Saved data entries
★ ★ ★

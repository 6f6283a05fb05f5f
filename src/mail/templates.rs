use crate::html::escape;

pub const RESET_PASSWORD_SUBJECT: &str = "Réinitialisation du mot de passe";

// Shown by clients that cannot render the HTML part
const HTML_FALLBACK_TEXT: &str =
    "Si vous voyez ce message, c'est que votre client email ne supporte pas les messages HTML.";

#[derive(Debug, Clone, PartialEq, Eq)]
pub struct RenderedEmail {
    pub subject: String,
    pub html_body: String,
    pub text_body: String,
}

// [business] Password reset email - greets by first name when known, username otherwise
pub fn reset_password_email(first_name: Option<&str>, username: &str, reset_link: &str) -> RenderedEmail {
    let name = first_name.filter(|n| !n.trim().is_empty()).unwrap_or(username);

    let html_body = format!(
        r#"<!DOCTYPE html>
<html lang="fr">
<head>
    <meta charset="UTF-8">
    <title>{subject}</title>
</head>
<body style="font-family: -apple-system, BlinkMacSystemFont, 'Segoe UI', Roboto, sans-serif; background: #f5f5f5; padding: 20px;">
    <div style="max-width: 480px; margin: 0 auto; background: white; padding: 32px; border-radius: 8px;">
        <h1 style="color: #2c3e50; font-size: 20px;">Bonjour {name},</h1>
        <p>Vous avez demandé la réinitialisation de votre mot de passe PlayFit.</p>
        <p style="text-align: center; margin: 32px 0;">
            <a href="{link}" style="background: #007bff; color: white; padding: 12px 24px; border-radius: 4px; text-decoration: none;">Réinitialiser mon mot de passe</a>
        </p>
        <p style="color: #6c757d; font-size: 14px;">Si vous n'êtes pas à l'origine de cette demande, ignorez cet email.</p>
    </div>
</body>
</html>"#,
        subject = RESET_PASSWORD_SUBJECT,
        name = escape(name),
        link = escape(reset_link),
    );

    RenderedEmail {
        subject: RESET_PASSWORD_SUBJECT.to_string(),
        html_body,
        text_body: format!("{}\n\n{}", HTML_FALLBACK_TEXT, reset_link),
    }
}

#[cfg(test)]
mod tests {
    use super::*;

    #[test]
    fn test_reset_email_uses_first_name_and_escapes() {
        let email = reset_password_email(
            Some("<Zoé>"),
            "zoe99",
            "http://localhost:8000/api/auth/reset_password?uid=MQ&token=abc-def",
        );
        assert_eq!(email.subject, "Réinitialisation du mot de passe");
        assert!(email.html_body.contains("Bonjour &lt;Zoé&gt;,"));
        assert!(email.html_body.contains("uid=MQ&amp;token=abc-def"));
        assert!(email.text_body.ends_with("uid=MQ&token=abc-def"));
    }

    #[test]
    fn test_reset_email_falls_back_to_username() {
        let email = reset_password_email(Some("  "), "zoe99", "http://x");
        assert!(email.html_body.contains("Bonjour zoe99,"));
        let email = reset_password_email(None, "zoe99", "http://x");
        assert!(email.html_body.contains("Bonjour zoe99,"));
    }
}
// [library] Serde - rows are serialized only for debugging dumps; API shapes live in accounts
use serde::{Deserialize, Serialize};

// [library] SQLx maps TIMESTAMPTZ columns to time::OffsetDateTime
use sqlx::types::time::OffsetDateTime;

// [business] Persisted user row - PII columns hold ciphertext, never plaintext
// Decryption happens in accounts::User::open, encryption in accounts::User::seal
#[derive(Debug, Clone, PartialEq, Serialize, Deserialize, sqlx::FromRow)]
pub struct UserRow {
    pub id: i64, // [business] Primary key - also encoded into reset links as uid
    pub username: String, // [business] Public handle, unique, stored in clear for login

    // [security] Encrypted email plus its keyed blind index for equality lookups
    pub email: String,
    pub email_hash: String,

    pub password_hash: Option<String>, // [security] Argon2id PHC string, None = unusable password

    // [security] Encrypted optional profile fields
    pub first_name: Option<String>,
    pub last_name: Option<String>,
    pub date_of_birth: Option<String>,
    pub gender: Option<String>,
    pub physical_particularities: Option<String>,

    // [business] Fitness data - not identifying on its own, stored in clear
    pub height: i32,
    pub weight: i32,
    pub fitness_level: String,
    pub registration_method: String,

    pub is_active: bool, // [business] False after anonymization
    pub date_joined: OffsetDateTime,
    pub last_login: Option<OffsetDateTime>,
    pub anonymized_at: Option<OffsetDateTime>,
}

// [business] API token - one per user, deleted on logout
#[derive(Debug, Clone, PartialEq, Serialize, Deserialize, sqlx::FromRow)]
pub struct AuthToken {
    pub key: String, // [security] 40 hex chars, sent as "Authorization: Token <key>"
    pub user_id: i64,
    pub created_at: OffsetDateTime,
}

★ ★ ★

Aim of the task:
Copy out all the lines of the records that include "color".

The answer:
        <h1 style="color: #2c3e50; font-size: 20px;">Bonjour {name},</h1>
            <a href="{link}" style="background: #007bff; color: white; padding: 12px 24px; border-radius: 4px; text-decoration: none;">Réinitialiser mon mot de passe</a>
        <p style="color: #6c757d; font-size: 14px;">Si vous n'êtes pas à l'origine de cette demande, ignorez cet email.</p>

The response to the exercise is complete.